The entries below hold a line with "pub(crate) mod types;" and a line with "pub(crate) async fn init_pool(settings: &Settings)". Return those lines and all that lie between them, exactly and only.

=== Section Start ===

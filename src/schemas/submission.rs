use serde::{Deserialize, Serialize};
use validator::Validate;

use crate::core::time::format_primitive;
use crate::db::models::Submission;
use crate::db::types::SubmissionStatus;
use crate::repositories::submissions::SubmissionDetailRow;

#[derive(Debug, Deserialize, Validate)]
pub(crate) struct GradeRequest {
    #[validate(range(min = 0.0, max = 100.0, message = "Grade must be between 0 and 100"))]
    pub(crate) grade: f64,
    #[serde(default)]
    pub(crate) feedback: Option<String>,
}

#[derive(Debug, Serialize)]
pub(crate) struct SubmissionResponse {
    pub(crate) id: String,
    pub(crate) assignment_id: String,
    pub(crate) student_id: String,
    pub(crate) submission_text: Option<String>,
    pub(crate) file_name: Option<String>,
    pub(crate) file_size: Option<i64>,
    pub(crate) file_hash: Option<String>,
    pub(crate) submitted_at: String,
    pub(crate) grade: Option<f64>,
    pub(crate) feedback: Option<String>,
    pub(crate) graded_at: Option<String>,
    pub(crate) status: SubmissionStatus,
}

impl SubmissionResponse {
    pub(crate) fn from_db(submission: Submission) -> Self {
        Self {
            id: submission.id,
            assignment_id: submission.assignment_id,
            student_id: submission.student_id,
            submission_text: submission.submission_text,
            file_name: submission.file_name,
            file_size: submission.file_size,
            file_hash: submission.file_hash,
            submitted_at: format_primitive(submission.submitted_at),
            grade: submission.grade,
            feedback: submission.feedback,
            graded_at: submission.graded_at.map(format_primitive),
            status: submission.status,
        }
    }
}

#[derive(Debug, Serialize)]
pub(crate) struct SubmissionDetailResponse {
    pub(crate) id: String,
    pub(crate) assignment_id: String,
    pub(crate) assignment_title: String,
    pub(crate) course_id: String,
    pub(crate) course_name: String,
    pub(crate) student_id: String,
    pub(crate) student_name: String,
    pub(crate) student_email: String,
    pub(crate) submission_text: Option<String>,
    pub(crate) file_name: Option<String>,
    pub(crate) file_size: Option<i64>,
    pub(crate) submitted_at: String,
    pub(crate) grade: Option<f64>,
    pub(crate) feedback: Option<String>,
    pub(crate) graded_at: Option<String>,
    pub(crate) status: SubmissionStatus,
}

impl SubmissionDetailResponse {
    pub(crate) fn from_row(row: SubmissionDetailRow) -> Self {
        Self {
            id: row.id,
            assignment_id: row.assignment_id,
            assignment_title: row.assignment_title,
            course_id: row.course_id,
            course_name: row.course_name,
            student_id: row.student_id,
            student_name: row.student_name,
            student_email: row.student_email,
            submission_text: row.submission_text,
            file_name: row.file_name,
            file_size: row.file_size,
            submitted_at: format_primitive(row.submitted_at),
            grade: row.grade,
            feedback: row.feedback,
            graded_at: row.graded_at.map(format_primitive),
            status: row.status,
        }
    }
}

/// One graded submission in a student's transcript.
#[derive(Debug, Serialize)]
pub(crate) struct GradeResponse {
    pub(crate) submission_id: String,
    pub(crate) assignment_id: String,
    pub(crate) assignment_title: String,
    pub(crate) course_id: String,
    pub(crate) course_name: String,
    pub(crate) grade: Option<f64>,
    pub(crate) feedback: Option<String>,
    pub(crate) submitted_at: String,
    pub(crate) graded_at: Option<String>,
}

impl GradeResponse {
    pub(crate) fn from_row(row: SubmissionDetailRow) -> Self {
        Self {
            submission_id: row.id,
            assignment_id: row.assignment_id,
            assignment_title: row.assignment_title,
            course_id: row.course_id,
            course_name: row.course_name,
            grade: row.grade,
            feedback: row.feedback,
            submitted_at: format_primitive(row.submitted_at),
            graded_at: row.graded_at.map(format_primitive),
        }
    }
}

=== Section End ===
=== Section Start ===

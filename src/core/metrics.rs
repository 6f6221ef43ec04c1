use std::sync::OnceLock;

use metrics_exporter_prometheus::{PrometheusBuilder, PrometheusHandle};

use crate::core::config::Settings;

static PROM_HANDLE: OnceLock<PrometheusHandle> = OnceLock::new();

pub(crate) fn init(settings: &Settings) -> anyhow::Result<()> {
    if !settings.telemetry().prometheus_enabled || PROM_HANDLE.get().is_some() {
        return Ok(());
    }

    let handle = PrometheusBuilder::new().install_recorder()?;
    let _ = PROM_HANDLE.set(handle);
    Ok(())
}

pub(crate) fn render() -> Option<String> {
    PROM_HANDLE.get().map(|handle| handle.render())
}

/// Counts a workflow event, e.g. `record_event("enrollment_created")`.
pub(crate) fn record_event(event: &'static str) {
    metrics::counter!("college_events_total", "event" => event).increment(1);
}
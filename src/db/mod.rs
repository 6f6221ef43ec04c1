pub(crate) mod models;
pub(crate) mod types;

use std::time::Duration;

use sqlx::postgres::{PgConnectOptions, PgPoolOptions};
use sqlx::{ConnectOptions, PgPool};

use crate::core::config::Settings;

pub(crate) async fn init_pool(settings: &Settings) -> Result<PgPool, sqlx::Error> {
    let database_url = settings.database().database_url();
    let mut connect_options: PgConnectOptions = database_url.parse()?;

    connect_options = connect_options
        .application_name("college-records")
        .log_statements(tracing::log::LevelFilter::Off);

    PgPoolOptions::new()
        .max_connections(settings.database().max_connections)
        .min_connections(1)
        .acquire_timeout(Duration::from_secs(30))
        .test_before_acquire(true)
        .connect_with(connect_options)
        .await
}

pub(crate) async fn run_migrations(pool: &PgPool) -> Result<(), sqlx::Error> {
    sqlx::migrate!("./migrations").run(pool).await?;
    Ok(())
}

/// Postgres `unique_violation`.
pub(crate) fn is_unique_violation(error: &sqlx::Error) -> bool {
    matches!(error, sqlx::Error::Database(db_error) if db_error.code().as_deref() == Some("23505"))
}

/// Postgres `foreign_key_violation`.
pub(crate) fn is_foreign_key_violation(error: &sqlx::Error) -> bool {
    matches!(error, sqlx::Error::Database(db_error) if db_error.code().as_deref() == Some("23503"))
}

=== Section End ===
=== Section Start ===

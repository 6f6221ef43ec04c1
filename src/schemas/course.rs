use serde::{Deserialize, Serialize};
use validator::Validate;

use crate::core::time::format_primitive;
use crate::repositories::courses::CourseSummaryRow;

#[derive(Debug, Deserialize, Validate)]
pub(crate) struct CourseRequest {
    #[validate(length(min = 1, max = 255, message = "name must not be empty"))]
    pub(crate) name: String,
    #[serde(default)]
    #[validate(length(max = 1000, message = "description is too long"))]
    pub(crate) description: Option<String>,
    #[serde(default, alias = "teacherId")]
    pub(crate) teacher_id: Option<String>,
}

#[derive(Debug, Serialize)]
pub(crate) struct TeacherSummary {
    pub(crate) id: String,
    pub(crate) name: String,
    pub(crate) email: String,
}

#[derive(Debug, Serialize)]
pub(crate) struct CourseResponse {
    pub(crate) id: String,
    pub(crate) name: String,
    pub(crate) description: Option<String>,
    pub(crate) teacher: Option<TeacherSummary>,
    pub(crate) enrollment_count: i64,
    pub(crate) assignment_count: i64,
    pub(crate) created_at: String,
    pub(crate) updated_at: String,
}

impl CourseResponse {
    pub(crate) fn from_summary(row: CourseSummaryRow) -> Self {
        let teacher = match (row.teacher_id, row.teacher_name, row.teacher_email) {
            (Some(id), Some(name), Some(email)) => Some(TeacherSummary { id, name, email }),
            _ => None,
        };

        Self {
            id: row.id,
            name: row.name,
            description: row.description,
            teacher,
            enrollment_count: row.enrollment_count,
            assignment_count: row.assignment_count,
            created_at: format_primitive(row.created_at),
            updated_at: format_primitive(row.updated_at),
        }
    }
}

=== Section End ===

- **Solution**
pub(crate) mod types;

use std::time::Duration;

use sqlx::postgres::{PgConnectOptions, PgPoolOptions};
use sqlx::{ConnectOptions, PgPool};

use crate::core::config::Settings;

pub(crate) async fn init_pool(settings: &Settings) -> Result<PgPool, sqlx::Error> {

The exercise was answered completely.